By Cole Parkinson
Progress continues on RenuWell’s goal to place small-scale solar projects on abandoned oil well lease sites.
With discussions between the Municipal District of Taber and Renuwell team taking place earlier this year, a delegation from RenuWell was in council chambers for the M.D.’s regular meeting on Nov. 5.
The RenuWell team first highlighted the work between themselves and the M.D. and how that has progressed so far.
“We received the funding for this in April and I appreciate everyone’s time. We got this application quickly and we have had terrific cooperation from (M.D.) staff to get the application in. What we promised the Municipal Climate Change Action Centre and by extension, the Rural Municipal Association, that we would develop a template for land use bylaw and development approval taxation and then to develop a handbook for municipal governments to evaluate applications to transition abandoned oil and gas leases to solar,” explained Keith Hirsch from RenuWell.
As far as where the group is on their timeline, Hirsche reports some good news on that front, for the most part.
“We are pretty much on schedule. Some of the timelines have been extended a bit but we are basically in the home stretch. In the big picture, and the budget, almost half of the budget was stakeholder consultation. That is coming to an end and we have a meeting (Nov. 5) to report back to local stakeholders on what we have heard and make sure we have heard everyone correctly. And we’re here today to make sure we have heard from your perspective correctly as well,” he explained. “We are seven months through a 10 and a half month project so that is about 67 per cent completed. In terms of spending and the M.D. staff, 57 per cent of the budget has been spent between staff time and expenses. On our side, we have spent 63 per cent of our budget so we are tracking very closely. We have spent 63 per cent and we are 67 per cent of the time through, that is saying we are a little bit behind on what our original goal was.”

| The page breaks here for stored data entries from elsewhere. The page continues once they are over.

/// Principal-variation negamax. All windows are in the side-to-move frame.
/// `cut_node` marks nodes expected to fail high, which searches a little
/// harder before trusting reductions.
#[allow(clippy::too_many_arguments, clippy::too_many_lines)]
pub(crate) fn negamax<const IS_PV: bool>(
    mut depth: i32,
    mut alpha: i32,
    mut beta: i32,
    pv: &mut PV,
    td: &mut ThreadData,
    tt: &TranspositionTable,
    reader: &BitbaseReader,
    board: &Board,
    cut_node: bool,
) -> i32 {
    let is_root = td.ply == 0;
    let in_check = board.in_check();

    let singular_move = td.stack[td.ply].singular;
    let singular_search = singular_move.is_valid();

    td.sel_depth = td.sel_depth.max(td.ply);

    if td.should_stop() {
        return STALEMATE;
    }

    if depth <= 0 && !in_check {
        return quiescence::<IS_PV>(alpha, beta, pv, td, tt, board);
    }
    depth = depth.max(0);

    if !is_root {
        // Repetitions and the 50-move rule end the game on the spot
        if board.is_draw() || td.is_repetition(board) {
            return STALEMATE;
        }

        if td.ply >= MAX_SEARCH_DEPTH - 1 {
            return if in_check { STALEMATE } else { evaluate(board) };
        }

        // Mate distance pruning: a forced mate closer to the root already
        // bounds what this subtree can achieve
        alpha = alpha.max(-CHECKMATE + td.ply);
        beta = beta.min(CHECKMATE - td.ply);
        if alpha >= beta {
            return alpha;
        }

        // With little enough material the bitbases give a perfect verdict
        if !singular_search && board.non_king_pieces() <= reader.max_probe_pieces() {
            match reader.probe_dual(board) {
                Probe::Win => return BITBASE_WIN - td.ply,
                Probe::Loss => return -BITBASE_WIN + td.ply,
                Probe::Draw => return BITBASE_DRAW,
                Probe::Unknown => (),
            }
        }
    }

    let mut tt_move = Move::EMPTY;
    let mut tt_threat = false;
    let entry = tt.get(board.zobrist_hash, td.ply);
    if let Some(entry) = entry {
        let tt_score = entry.search_score();
        tt_move = entry.best_move();
        tt_threat = entry.null_move_threat();

        // The stored bounds may satisfy this node outright; exact entries
        // return, one-sided ones tighten the window first
        if !singular_search && !IS_PV && entry.depth() >= depth {
            match entry.flag() {
                EntryFlag::Exact => return tt_score,
                EntryFlag::BetaCutOff => alpha = alpha.max(tt_score),
                EntryFlag::AlphaUnchanged => beta = beta.min(tt_score),
                EntryFlag::None => (),
            }
            if alpha >= beta {
                return tt_score;
            }
        }
    }

    let static_eval = if in_check {
        -INFINITY
    } else if let Some(entry) = entry {
        if entry.static_eval() != -INFINITY { entry.static_eval() } else { evaluate(board) }
    } else {
        let eval = evaluate(board);
        if !singular_search {
            tt.store(board.zobrist_hash, Move::EMPTY, 0, EntryFlag::None, -INFINITY, td.ply, IS_PV, false, eval);
        }
        eval
    };
    td.stack[td.ply].static_eval = static_eval;

    let improving = !in_check
        && td.ply > 1
        && td.stack[td.ply - 2].static_eval != -INFINITY
        && static_eval > td.stack[td.ply - 2].static_eval;

    if td.ply < MAX_SEARCH_DEPTH {
        td.stack[td.ply + 1].singular = Move::EMPTY;
        td.stack[td.ply + 1].killers = [Move::EMPTY; 2];
    }

    let can_prune = !IS_PV && !in_check && !singular_search && !is_root;

    // Futility: far enough above beta that the margin cannot be eaten back
    if can_prune
        && depth <= 10
        && static_eval.abs() < NEAR_CHECKMATE
        && static_eval - (100 * (depth + 1) - 100 * i32::from(improving)) >= beta
    {
        return static_eval;
    }

    // Null move: hand the opponent a free shot at a reduced depth; if the
    // position still clears beta the real moves will too
    if can_prune
        && depth > NULL_MOVE_LIMIT
        && static_eval >= beta
        && !tt_threat
        && !td.stack[td.ply].forbid_null
        && board.has_non_pawns(board.stm)
        && !td.stack.prev_move(td.ply - 1).is_null()
    {
        let mut new_b = *board;
        new_b.make_null_move();
        td.stack[td.ply].played_move = Move::NULL;
        td.hash_history.push(new_b.zobrist_hash);
        td.ply += 1;

        let mut node_pv = PV::default();
        let r = NULL_MOVE_REDUCTION;
        let null_eval =
            -negamax::<false>(depth - r, -beta, -beta + 1, &mut node_pv, td, tt, reader, &new_b, !cut_node);

        td.hash_history.pop();
        td.ply -= 1;

        if null_eval >= beta {
            if depth <= 6 {
                return null_eval.min(NEAR_CHECKMATE - 1);
            }
            // Deep nodes verify the cutoff without the null move before
            // trusting it
            td.stack[td.ply].forbid_null = true;
            let mut verify_pv = PV::default();
            let verified =
                negamax::<false>(depth - r, beta - 1, beta, &mut verify_pv, td, tt, reader, board, cut_node);
            td.stack[td.ply].forbid_null = false;
            if verified >= beta {
                return null_eval.min(NEAR_CHECKMATE - 1);
            }
            // Verification failed: the position hides a threat
            tt_threat = true;
        }
    }

    // Internal iterative deepening digs up a hash move for pv nodes that
    // lack one
    if IS_PV && tt_move.is_empty() && depth >= 4 && !singular_search {
        let mut iid_pv = PV::default();
        negamax::<IS_PV>(depth - 2, alpha, beta, &mut iid_pv, td, tt, reader, board, cut_node);
        if let Some(entry) = tt.get(board.zobrist_hash, td.ply) {
            tt_move = entry.best_move();
        }
    }

    let original_alpha = alpha;
    let mut best_score = -INFINITY;
    let mut best_move = Move::EMPTY;
    let mut moves_searched = 0;
    let mut quiets_tried: Vec<Move> = Vec::new();

    let mut picker = MovePicker::new(tt_move, td);
    while let Some(MoveListEntry { m, .. }) = picker.next(board, td) {
        if m == singular_move {
            continue;
        }
        if is_root && td.root_excluded.contains(&m) {
            continue;
        }

        let mut new_b = *board;
        if !new_b.make_move(m) {
            continue;
        }
        let is_quiet = !m.is_tactical();

        let extension = extension(entry, m, depth, &new_b, board, td, tt, reader, cut_node);
        let new_depth = depth + extension - 1;

        td.nodes.increment();
        let pre_search_nodes = td.nodes.local_count();
        td.stack[td.ply].played_move = m;
        td.hash_history.push(new_b.zobrist_hash);
        td.ply += 1;

        let mut node_pv = PV::default();
        let mut eval = -INFINITY;

        // Late moves get a reduced null-window probe first; anything that
        // raises alpha is re-searched at full depth, and pv candidates get
        // the full window back
        if depth > 2 && moves_searched > 1 + i32::from(is_root) && is_quiet {
            let mut r = td.lmr.base_reduction(depth, moves_searched);
            r -= i32::from(IS_PV);
            r += i32::from(cut_node);
            let d = (new_depth - r).clamp(1, new_depth.max(1));
            eval = -negamax::<false>(d, -alpha - 1, -alpha, &mut node_pv, td, tt, reader, &new_b, true);

            if eval > alpha && d < new_depth {
                eval = -negamax::<false>(new_depth, -alpha - 1, -alpha, &mut node_pv, td, tt, reader, &new_b, !cut_node);
            }
        } else if moves_searched > 0 || !IS_PV {
            eval = -negamax::<false>(new_depth, -alpha - 1, -alpha, &mut node_pv, td, tt, reader, &new_b, !cut_node);
        }

        if IS_PV && (moves_searched == 0 || (eval > alpha && eval < beta)) {
            eval = -negamax::<true>(new_depth, -beta, -alpha, &mut node_pv, td, tt, reader, &new_b, false);
        }

        td.hash_history.pop();
        td.ply -= 1;
        moves_searched += 1;

        if is_root {
            td.nodes_table[m.from()][m.to()] += td.nodes.local_count() - pre_search_nodes;
        }
        if is_quiet {
            quiets_tried.push(m);
        }

        if td.halted() {
            return best_score.max(eval);
        }

        best_score = best_score.max(eval);
        if eval <= alpha {
            continue;
        }

        alpha = eval;
        best_move = m;
        pv.update(m, &node_pv);

        if eval < beta {
            continue;
        }

        // Beta cutoff: remember what refuted this node
        if is_quiet {
            let killers = &mut td.stack[td.ply].killers;
            if killers[0] != m {
                killers[1] = killers[0];
                killers[0] = m;
            }
            td.history.cutoff(m, depth, &quiets_tried);
        } else if m.is_capture() {
            td.stack[td.ply].capture_killer = m;
        }
        break;
    }

    if moves_searched == 0 {
        return if singular_search {
            alpha
        } else if in_check {
            // Distance to the root lets callers prefer the shortest mate
            -CHECKMATE + td.ply
        } else {
            STALEMATE
        };
    }

    let entry_flag = if best_score >= beta {
        EntryFlag::BetaCutOff
    } else if best_score > original_alpha {
        EntryFlag::Exact
    } else {
        EntryFlag::AlphaUnchanged
    };

    if !singular_search {
        tt.store(board.zobrist_hash, best_move, depth, entry_flag, best_score, td.ply, IS_PV, tt_threat, static_eval);
    }

    best_score
}
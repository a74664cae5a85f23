use crate::{
    moves::moves::Castle,
    types::{
        pieces::{Color, Piece},
        square::Square,
    },
};

use super::board::Board;

/// Fen string for the starting position
pub const STARTING_FEN: &str = "rnbqkbnr/pppppppp/8/8/8/8/PPPPPPPP/RNBQKBNR w KQkq - 0 1";

impl Board {
    /// Builds a board from a position in Forsyth-Edwards notation. Panics on
    /// malformed input; the UCI layer validates before calling.
    pub fn from_fen(fen_string: &str) -> Board {
        let mut board = Board::empty();
        let mut fields = fen_string.split_whitespace();

        let placement = fields.next().expect("fen has a piece placement field");
        let mut row = 7u8;
        for rank_str in placement.split('/') {
            let mut col = 0u8;
            for c in rank_str.chars() {
                if let Some(skip) = c.to_digit(10) {
                    col += skip as u8;
                    continue;
                }
                let piece = match c {
                    'K' => Piece::WhiteKing,
                    'Q' => Piece::WhiteQueen,
                    'R' => Piece::WhiteRook,
                    'B' => Piece::WhiteBishop,
                    'N' => Piece::WhiteKnight,
                    'P' => Piece::WhitePawn,
                    'k' => Piece::BlackKing,
                    'q' => Piece::BlackQueen,
                    'r' => Piece::BlackRook,
                    'b' => Piece::BlackBishop,
                    'n' => Piece::BlackKnight,
                    'p' => Piece::BlackPawn,
                    _ => panic!("unrecognized piece char {c}"),
                };
                board.place_piece(piece, Square(row * 8 + col));
                col += 1;
            }
            row = row.wrapping_sub(1);
        }

        board.stm = match fields.next().expect("fen has a side to move") {
            "w" => Color::White,
            "b" => Color::Black,
            other => panic!("invalid side to move {other}"),
        };

        board.castling_rights = parse_castling(fields.next().unwrap_or("-"));

        board.en_passant_square = match fields.next().unwrap_or("-") {
            "-" => None,
            sq => {
                let chars: Vec<char> = sq.chars().collect();
                let file = chars[0] as u8 - b'a';
                let rank = chars[1] as u8 - b'1';
                Some(Square(rank * 8 + file))
            }
        };

        board.half_moves = fields.next().and_then(|t| t.parse().ok()).unwrap_or(0);
        board.num_moves = fields.next().and_then(|t| t.parse().ok()).unwrap_or(1);

        board.zobrist_hash = board.generate_hash();
        board.refresh_masks();
        board
    }

    pub fn to_fen(&self) -> String {
        let mut fen = String::new();
        for row in (0..8).rev() {
            let mut empty = 0;
            for col in 0..8 {
                let piece = self.piece_at(Square(row * 8 + col));
                if piece == Piece::None {
                    empty += 1;
                } else {
                    if empty > 0 {
                        fen.push_str(&empty.to_string());
                        empty = 0;
                    }
                    fen.push(piece.char());
                }
            }
            if empty > 0 {
                fen.push_str(&empty.to_string());
            }
            if row > 0 {
                fen.push('/');
            }
        }

        fen.push(' ');
        fen.push(match self.stm {
            Color::White => 'w',
            Color::Black => 'b',
        });

        fen.push(' ');
        if self.castling_rights == 0 {
            fen.push('-');
        } else {
            for (castle, c) in [
                (Castle::WhiteKing, 'K'),
                (Castle::WhiteQueen, 'Q'),
                (Castle::BlackKing, 'k'),
                (Castle::BlackQueen, 'q'),
            ] {
                if self.can_castle(castle) {
                    fen.push(c);
                }
            }
        }

        fen.push(' ');
        match self.en_passant_square {
            Some(sq) => fen.push_str(&sq.to_string()),
            None => fen.push('-'),
        }

        fen.push_str(&format!(" {} {}", self.half_moves, self.num_moves));
        fen
    }
}

fn parse_castling(buf: &str) -> u8 {
    buf.chars().fold(0, |x, ch| {
        x | match ch {
            'K' => Castle::WhiteKing as u8,
            'Q' => Castle::WhiteQueen as u8,
            'k' => Castle::BlackKing as u8,
            'q' => Castle::BlackQueen as u8,
            _ => 0,
        }
    })
}

/// Extracts the six FEN fields from a tokenized `position fen ...` command
pub fn parse_fen_from_buffer(buf: &[&str]) -> String {
    buf.iter().skip(2).take(6).copied().collect::<Vec<_>>().join(" ")
}

#[cfg(test)]
mod fen_tests {
    use super::*;

    #[test]
    fn round_trip() {
        for fen in [
            STARTING_FEN,
            "r3k2r/p1ppqpb1/bn2pnp1/3PN3/1p2P3/2N2Q1p/PPPBBPPP/R3K2R w KQkq - 0 1",
            "4k3/8/8/8/4P3/8/8/4K3 b - - 4 11",
            "8/2p5/3p4/KP5r/1R3p1k/8/4P1P1/8 w - - 0 1",
        ] {
            assert_eq!(Board::from_fen(fen).to_fen(), fen);
        }
    }

    #[test]
    fn castling_field() {
        assert_eq!(parse_castling("KQkq"), 0b1111);
        assert_eq!(parse_castling("Kk"), 0b0101);
        assert_eq!(parse_castling("-"), 0);
    }

    #[test]
    fn en_passant_field() {
        let board = Board::from_fen("rnbqkbnr/pppppppp/8/8/4P3/8/PPPP1PPP/RNBQKBNR b KQkq e3 0 1");
        assert_eq!(board.en_passant_square, Some(Square(20)));
    }
}
use lazy_static::lazy_static;

use crate::{
    board::board::Board,
    moves::magics::Rng,
    types::pieces::{Color, PieceName},
};

pub struct Zobrist {
    pub piece_square: [[[u64; 64]; 6]; 2],
    pub turn: u64,
    pub castling: [u64; 16],
    pub en_passant: [u64; 64],
}

lazy_static! {
    pub static ref ZOBRIST: Zobrist = Zobrist::default();
}

impl Default for Zobrist {
    fn default() -> Self {
        let mut rng = Rng::default();
        let turn = rng.next_u64();
        let mut piece_square = [[[0; 64]; 6]; 2];
        piece_square.iter_mut().flatten().flatten().for_each(|x| *x = rng.next_u64());
        // Index 0 is the no-rights state and must hash to zero so that the
        // incremental xor-out/xor-in pair stays an identity there
        let mut castling = [0; 16];
        castling.iter_mut().skip(1).for_each(|x| *x = rng.next_u64());
        let mut en_passant = [0; 64];
        en_passant.iter_mut().for_each(|x| *x = rng.next_u64());
        Self { turn, piece_square, castling, en_passant }
    }
}

impl Board {
    /// Rebuilds the hash from scratch; the incrementally maintained value
    /// must always agree with this
    pub(crate) fn generate_hash(&self) -> u64 {
        let mut hash = 0;

        for color in Color::iter() {
            for piece in PieceName::iter() {
                for sq in self.bitboard(color, piece) {
                    hash ^= ZOBRIST.piece_square[color][piece][sq];
                }
            }
        }

        if let Some(sq) = self.en_passant_square {
            hash ^= ZOBRIST.en_passant[sq];
        }

        hash ^= ZOBRIST.castling[self.castling_rights as usize];

        if self.stm == Color::Black {
            hash ^= ZOBRIST.turn;
        }

        hash
    }
}

#[cfg(test)]
mod hashing_tests {
    use crate::board::board::Board;
    use crate::board::fen::STARTING_FEN;

    #[test]
    fn hash_distinguishes_positions() {
        let board1 = Board::from_fen(STARTING_FEN);
        let board2 = Board::from_fen("4r3/4k3/8/4K3/8/8/8/8 w - - 0 1");
        let board3 = Board::from_fen("rnbqkbnr/pppppppp/8/8/8/8/PPPPPPPP/RNBQKBNR w KQkq - 0 1");
        assert_ne!(board1.generate_hash(), board2.generate_hash());
        assert_eq!(board1.generate_hash(), board3.generate_hash());
    }

    #[test]
    fn hash_depends_on_side_to_move() {
        let w = Board::from_fen("4k3/8/8/8/8/8/8/4K3 w - - 0 1");
        let b = Board::from_fen("4k3/8/8/8/8/8/8/4K3 b - - 0 1");
        assert_ne!(w.generate_hash(), b.generate_hash());
    }
}
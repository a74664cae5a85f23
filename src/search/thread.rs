use std::{
    sync::atomic::{AtomicBool, AtomicU64, Ordering},
    time::Instant,
};

use crate::{
    board::board::Board,
    engine::transposition::TranspositionTable,
    moves::moves::Move,
    search::{
        clock::{ClockManager, ClockMode},
        history::HistoryTable,
        search::{CHECKMATE, NEAR_CHECKMATE},
        LmrTable, SearchStack, PV,
    },
};

/// All per-searcher state. The transposition table and stop flag are shared
/// between searchers; everything else is private to the thread.
pub struct ThreadData<'a> {
    pub ply: i32,
    pub iter_max_depth: i32,
    /// Deepest ply reached by a pv node this iteration
    pub sel_depth: i32,
    pub best_move: Move,

    pub nodes: AtomicCounter<'a>,
    /// Nodes spent under each root move, feeds time management
    pub nodes_table: [[u64; 64]; 64],
    pub(crate) stack: SearchStack,
    pub history: HistoryTable,
    pub hash_history: Vec<u64>,
    pub clock: ClockManager,

    pub search_start: Instant,
    pub thread_idx: usize,
    pub halt: &'a AtomicBool,
    /// Raised by the front-end when the predicted move was played
    pub ponder_hit: Option<&'a AtomicBool>,
    pub lmr: &'a LmrTable,
    /// Root moves excluded from this multi-pv pass
    pub root_excluded: Vec<Move>,
}

impl<'a> ThreadData<'a> {
    pub fn new(
        halt: &'a AtomicBool,
        hash_history: Vec<u64>,
        thread_idx: usize,
        lmr: &'a LmrTable,
        global_nodes: &'a AtomicU64,
    ) -> Self {
        Self {
            ply: 0,
            iter_max_depth: 0,
            sel_depth: 0,
            best_move: Move::EMPTY,
            nodes: AtomicCounter::new(global_nodes),
            nodes_table: [[0; 64]; 64],
            stack: SearchStack::default(),
            history: HistoryTable::default(),
            hash_history,
            clock: ClockManager::default(),
            search_start: Instant::now(),
            thread_idx,
            halt,
            ponder_hit: None,
            lmr,
            root_excluded: Vec::new(),
        }
    }

    pub fn main_thread(&self) -> bool {
        self.thread_idx == 0
    }

    pub fn halted(&self) -> bool {
        self.halt.load(Ordering::Relaxed)
    }

    pub fn set_halt(&self, val: bool) {
        self.halt.store(val, Ordering::Relaxed);
    }

    /// Cheap cancellation poll at node entry; real time checks only run when
    /// the batched node counter rolls over
    pub fn should_stop(&mut self) -> bool {
        if self.halted() {
            return true;
        }
        if self.nodes.check_time() && self.main_thread() {
            if self.clock.mode() == ClockMode::Ponder
                && self.ponder_hit.is_some_and(|flag| flag.load(Ordering::Relaxed))
            {
                self.clock.ponder_hit();
            }
            let nodes = self.nodes.global_count();
            if self.clock.emergency_abort() || self.clock.stop_on_node_target(nodes) {
                self.set_halt(true);
                return true;
            }
        }
        false
    }

    /// Repetition if this hash already occurred twice among the ancestors
    /// within the halfmove window
    pub fn is_repetition(&self, board: &Board) -> bool {
        if self.hash_history.len() < 6 {
            return false;
        }

        let mut reps = 2;
        for &hash in self.hash_history.iter().rev().take(board.half_moves + 1).skip(1) {
            reps -= u32::from(hash == board.zobrist_hash);
            if reps == 0 {
                return true;
            }
        }
        false
    }

    pub fn print_search_stats(&self, eval: i32, pv: &PV, tt: &TranspositionTable, multipv_idx: usize) {
        let nodes = self.nodes.global_count();
        let elapsed = self.search_start.elapsed();
        print!(
            "info depth {} seldepth {} multipv {} time {} nodes {} nps {} score ",
            self.iter_max_depth,
            self.sel_depth,
            multipv_idx + 1,
            elapsed.as_millis(),
            nodes,
            (nodes as f64 / elapsed.as_secs_f64()) as i64,
        );

        if eval.abs() >= NEAR_CHECKMATE {
            if eval.is_positive() {
                print!("mate {}", (CHECKMATE - eval + 1) / 2);
            } else {
                print!("mate {}", -(CHECKMATE + eval) / 2);
            }
        } else {
            print!("cp {eval}");
        }

        print!(" hashfull {} pv", tt.permille_usage());
        for m in &pv.line {
            print!(" {}", m.to_lan());
        }
        println!();
    }
}


/// Node counter that publishes to a shared atomic in batches so the hot
/// path stays cheap
pub struct AtomicCounter<'a> {
    global_nodes: &'a AtomicU64,
    local_nodes: u64,
    batch: u64,
}

const UPDATE_FREQ: u64 = 1024;

impl<'a> AtomicCounter<'a> {
    const fn new(global_nodes: &'a AtomicU64) -> Self {
        Self { global_nodes, local_nodes: 0, batch: 0 }
    }

    pub fn global_count(&self) -> u64 {
        self.global_nodes.load(Ordering::Relaxed) + self.batch
    }

    pub const fn local_count(&self) -> u64 {
        self.local_nodes + self.batch
    }

    pub fn increment(&mut self) {
        self.batch += 1;
        if self.batch > UPDATE_FREQ {
            self.local_nodes += self.batch;
            self.global_nodes.fetch_add(self.batch, Ordering::Relaxed);
            self.batch = 0;
        }
    }

    pub fn reset(&mut self) {
        self.batch = 0;
        self.local_nodes = 0;
        self.global_nodes.store(0, Ordering::Relaxed);
    }

    pub const fn check_time(&self) -> bool {
        self.batch == 0
    }
}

He also explained to council that the group is scheduled to complete their work on Feb. 7 with project reports due on Feb. 21.
With the pilot project going on a 2.7-acre piece of land six kilometres southwest of Taber, Hirsche explained in an earlier interview with the Advance that construction is scheduled to start in early 2020, with electricity being generated three months after completion.
Hirsche explained to council a reason for the delays is due to Fortis and some of the requirements needed.
Another hurdle the group has faced has been oil and gas industry hesitancy.
“There was certain resistance at times from the oil and gas industry but we have ended up having very good ties with the Landmen Association,” said Hirsche, who also explained that discussion has smoothed out some of the prior concerns. “We are getting better and better support from the oil and gas side.”
In further consultations, the group also got feedback on how current landowners feel about oil and gas leases.
“We asked landowners about the perspective of oil and gas cleanup and 93 per cent said there should be a high-priority for provincial and municipal government. Eighty-six per cent who responded said they supported renewable energy projects and felt the municipality and province should continue to support that direction. Eighty-three per cent were either moderately or highly interested in having a solar project on their land. In general, 73 per cent of the respondents felt the project would be beneficial in re-using the abandoned oil and gas sites for solar. Zero per cent thought it would have a negative effect,” continued Hirsche.
Other avenues were entirely possible but so far solar has been the best fit for purposes in the region.
“Solar, for this scale, really seems to be the most cost-effective and most adaptable technology,” answered Hirsche, who also provided a more updated list of potential sites in the M.D. “We did a more detailed analysis and there is over 7,000 wells licensed in the M.D. Twenty-five companies account for 6,000 of those. In April it was 50-50, 3,000 active and 3,000 inactive. Now we are at 2,700 and something active and 3,200 inactive. Every month that balance is tipping. Only 830 wells have actually received a reclamation ticket in the M.D. which is about 50 a year.”
The Orphan Well Association has also been providing some assistance to RenuWell and their projects moving forward.
“We have been working increasingly closer with the Orphan Well Association and focusing on the M.D. of Taber on things we may be able to do proactively here. They currently have 448 leases in the M.D.,” said Hirsche. “The abandonment cost for the Orphan Well Association is just under $10 million, reclamation costs of about $4.4 and the overall closure costs are $14 million conservatively.”
“This is assuming there is no remediation and no contamination so of course, it can go higher.”